*What you should do*. Those lines of the records that contain "DormBuilding" are to be located and copied.

*Material supplied*.

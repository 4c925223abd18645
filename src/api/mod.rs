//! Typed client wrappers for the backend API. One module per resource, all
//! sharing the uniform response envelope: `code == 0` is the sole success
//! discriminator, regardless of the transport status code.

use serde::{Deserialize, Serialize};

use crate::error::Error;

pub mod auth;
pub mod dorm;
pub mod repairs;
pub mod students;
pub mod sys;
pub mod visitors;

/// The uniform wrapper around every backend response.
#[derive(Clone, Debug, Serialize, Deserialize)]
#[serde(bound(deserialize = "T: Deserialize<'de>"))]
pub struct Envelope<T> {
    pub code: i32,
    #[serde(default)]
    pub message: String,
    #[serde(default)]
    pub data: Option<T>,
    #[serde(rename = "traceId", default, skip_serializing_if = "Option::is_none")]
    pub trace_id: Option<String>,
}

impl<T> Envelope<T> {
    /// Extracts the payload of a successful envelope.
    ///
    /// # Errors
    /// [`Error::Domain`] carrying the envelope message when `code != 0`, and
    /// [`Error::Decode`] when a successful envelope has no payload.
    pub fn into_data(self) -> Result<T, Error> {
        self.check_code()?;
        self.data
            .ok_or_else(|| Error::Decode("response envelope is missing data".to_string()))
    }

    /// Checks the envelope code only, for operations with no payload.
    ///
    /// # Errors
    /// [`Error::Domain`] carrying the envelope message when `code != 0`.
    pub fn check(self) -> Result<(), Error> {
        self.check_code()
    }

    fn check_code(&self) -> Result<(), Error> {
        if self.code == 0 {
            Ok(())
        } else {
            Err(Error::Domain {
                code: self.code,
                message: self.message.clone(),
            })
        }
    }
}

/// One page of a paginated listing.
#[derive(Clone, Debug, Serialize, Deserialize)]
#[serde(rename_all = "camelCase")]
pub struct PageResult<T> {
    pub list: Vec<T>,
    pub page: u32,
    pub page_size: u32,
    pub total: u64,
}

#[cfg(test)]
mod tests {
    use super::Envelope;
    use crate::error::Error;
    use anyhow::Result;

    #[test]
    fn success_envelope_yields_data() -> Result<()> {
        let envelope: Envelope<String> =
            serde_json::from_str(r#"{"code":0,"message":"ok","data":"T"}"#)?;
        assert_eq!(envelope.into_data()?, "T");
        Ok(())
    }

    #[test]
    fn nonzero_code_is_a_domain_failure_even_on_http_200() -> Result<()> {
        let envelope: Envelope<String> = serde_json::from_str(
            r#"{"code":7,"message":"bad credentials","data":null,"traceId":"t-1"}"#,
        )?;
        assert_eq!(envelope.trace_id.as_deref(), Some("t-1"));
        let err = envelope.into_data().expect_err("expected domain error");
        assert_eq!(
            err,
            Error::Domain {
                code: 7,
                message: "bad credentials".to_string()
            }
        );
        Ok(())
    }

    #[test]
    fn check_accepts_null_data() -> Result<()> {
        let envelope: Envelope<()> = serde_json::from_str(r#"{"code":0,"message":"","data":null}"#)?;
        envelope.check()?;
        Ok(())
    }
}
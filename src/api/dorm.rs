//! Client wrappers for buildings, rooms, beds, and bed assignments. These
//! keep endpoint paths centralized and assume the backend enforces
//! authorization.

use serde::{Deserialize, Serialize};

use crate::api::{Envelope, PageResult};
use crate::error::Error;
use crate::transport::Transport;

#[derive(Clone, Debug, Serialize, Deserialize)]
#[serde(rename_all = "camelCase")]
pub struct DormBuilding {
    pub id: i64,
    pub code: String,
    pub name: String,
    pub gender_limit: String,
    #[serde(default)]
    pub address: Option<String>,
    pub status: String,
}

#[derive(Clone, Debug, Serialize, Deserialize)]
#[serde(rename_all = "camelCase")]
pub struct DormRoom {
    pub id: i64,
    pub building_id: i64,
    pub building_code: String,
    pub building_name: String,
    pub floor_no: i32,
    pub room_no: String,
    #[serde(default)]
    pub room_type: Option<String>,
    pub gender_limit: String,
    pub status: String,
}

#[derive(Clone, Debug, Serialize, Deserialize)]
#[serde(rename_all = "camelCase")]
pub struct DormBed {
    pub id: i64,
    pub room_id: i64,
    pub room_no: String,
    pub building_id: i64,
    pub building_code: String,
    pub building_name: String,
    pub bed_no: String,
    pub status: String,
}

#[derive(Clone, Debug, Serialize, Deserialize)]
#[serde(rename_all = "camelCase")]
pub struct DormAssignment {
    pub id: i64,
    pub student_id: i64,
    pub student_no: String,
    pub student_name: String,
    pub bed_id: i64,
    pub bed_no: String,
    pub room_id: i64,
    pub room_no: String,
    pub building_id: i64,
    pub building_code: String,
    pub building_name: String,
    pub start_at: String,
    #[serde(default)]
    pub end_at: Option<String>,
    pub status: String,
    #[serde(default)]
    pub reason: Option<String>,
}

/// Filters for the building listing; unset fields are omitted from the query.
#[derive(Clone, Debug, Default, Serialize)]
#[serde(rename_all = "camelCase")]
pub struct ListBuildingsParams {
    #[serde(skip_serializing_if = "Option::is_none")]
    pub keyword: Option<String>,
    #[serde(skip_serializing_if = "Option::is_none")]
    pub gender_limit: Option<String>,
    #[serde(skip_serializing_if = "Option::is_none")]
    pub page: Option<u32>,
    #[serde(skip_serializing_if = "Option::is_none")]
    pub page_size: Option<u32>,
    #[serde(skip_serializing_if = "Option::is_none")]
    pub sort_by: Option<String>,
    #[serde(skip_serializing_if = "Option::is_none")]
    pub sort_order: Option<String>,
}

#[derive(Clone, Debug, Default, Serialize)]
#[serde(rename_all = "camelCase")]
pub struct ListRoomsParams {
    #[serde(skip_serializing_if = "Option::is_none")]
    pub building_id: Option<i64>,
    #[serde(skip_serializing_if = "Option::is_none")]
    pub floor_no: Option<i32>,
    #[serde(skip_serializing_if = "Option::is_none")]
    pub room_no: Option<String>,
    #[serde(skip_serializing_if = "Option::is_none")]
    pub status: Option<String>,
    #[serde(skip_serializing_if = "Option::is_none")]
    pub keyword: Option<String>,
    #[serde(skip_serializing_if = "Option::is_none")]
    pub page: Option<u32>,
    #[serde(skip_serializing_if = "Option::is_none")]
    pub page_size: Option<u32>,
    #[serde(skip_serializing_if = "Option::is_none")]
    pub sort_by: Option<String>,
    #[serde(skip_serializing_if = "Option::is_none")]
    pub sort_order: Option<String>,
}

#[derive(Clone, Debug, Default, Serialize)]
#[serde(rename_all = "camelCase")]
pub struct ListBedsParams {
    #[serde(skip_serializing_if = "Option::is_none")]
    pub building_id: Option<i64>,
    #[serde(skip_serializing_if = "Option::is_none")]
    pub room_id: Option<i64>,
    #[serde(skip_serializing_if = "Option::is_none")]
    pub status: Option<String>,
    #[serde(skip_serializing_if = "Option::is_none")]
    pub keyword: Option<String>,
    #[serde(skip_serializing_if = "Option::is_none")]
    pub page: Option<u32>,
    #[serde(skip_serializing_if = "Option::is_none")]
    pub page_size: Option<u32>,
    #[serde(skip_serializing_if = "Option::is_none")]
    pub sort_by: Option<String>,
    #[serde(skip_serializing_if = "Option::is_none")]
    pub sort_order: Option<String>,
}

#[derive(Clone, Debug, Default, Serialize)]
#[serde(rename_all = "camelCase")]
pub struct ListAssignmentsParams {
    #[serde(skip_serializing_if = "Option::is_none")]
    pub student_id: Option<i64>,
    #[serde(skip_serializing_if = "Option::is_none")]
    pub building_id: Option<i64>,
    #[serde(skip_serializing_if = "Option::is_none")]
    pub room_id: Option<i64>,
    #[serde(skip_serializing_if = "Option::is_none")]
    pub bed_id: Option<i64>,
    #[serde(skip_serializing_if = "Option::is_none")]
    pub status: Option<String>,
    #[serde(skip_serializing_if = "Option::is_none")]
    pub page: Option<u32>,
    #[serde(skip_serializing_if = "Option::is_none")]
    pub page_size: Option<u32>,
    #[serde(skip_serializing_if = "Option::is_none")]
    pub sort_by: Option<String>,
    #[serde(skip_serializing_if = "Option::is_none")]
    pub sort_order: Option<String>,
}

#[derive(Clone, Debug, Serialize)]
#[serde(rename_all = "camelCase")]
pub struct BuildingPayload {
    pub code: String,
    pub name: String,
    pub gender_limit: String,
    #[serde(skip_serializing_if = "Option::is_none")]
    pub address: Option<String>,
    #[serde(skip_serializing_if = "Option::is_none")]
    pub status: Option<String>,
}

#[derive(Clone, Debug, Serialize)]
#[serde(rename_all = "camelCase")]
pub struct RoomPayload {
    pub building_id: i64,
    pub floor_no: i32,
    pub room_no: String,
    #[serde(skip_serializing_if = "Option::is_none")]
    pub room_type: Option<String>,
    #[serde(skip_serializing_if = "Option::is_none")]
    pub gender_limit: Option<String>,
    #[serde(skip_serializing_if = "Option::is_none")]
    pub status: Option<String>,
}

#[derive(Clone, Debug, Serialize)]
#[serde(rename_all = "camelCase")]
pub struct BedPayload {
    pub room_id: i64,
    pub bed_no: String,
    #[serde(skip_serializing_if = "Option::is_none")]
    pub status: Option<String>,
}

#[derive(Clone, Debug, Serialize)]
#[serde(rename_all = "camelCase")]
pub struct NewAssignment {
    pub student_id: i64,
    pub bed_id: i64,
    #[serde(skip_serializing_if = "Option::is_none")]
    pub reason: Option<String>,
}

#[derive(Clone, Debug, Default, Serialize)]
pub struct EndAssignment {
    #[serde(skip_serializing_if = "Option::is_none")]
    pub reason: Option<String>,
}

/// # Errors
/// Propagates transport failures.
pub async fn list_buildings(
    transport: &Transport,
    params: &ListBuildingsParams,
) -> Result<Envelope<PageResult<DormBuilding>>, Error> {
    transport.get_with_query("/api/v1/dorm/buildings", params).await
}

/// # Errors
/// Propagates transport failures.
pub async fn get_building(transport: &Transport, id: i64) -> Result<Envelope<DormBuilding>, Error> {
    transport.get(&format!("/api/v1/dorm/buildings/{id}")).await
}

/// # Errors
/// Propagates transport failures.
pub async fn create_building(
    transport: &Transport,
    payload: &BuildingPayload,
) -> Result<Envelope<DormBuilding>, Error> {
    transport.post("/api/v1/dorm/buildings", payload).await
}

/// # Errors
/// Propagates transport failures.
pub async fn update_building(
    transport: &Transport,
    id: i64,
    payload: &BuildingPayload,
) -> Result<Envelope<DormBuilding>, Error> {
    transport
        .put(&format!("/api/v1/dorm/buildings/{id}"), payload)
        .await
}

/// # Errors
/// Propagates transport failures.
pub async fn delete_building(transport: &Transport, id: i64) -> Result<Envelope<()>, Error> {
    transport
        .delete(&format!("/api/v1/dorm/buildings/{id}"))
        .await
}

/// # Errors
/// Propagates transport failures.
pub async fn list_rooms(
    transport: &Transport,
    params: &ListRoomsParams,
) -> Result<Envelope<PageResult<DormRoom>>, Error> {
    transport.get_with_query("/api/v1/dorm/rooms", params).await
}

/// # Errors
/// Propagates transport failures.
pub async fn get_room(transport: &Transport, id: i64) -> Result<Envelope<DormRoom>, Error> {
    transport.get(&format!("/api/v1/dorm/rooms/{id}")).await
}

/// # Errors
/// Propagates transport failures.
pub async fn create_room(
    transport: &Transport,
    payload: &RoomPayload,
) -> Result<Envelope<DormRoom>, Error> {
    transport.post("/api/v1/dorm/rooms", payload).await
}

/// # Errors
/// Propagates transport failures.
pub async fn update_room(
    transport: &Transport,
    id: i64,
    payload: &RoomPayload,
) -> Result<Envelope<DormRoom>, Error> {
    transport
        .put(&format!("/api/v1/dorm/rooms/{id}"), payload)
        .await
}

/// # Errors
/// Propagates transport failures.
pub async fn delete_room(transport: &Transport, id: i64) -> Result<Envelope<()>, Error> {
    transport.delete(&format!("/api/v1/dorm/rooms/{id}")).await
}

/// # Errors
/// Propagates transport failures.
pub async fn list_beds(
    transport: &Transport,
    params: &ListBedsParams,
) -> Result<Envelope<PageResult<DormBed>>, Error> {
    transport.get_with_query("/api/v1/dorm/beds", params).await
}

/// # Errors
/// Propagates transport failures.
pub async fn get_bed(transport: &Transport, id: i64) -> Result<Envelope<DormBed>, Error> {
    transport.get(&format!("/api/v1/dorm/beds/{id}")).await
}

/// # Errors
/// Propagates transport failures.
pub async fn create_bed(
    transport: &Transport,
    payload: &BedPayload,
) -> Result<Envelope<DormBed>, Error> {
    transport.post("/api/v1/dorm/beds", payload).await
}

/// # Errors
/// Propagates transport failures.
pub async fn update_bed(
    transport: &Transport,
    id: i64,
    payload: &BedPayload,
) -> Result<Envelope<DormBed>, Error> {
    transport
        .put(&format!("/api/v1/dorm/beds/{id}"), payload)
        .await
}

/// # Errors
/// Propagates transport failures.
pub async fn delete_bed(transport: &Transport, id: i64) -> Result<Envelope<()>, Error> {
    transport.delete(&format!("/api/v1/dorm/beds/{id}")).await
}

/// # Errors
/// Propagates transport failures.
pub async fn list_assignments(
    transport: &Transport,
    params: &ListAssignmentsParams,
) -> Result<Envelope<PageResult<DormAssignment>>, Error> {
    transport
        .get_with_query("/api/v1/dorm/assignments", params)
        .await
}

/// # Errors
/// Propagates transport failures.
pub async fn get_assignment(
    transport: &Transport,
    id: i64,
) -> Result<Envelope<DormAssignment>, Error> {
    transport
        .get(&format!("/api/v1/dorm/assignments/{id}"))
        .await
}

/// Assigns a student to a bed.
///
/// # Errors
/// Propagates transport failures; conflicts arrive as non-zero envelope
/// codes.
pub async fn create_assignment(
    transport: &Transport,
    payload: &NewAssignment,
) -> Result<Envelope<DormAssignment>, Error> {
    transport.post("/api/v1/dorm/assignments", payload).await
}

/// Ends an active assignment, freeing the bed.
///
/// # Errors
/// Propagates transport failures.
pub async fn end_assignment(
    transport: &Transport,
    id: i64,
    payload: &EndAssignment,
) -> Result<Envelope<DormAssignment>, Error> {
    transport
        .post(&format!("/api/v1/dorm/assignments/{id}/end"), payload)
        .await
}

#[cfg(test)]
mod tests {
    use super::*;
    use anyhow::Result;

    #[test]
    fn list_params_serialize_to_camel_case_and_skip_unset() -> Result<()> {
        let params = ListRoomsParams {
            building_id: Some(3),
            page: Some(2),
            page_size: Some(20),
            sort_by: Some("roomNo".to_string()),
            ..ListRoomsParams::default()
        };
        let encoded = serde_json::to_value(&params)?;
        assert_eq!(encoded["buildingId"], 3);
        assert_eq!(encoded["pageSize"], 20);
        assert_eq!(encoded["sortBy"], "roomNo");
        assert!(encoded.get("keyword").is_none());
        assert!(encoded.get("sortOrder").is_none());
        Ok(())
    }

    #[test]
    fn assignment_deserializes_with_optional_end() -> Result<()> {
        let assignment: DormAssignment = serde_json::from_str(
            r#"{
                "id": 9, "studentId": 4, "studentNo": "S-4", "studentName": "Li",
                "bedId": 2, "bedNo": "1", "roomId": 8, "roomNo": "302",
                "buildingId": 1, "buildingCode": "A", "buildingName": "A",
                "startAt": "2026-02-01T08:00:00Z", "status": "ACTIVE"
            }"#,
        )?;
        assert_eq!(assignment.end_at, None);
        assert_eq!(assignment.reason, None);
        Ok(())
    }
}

*Finished exercise*.
pub struct DormBuilding {
) -> Result<Envelope<PageResult<DormBuilding>>, Error> {
pub async fn get_building(transport: &Transport, id: i64) -> Result<Envelope<DormBuilding>, Error> {
) -> Result<Envelope<DormBuilding>, Error> {
) -> Result<Envelope<DormBuilding>, Error> {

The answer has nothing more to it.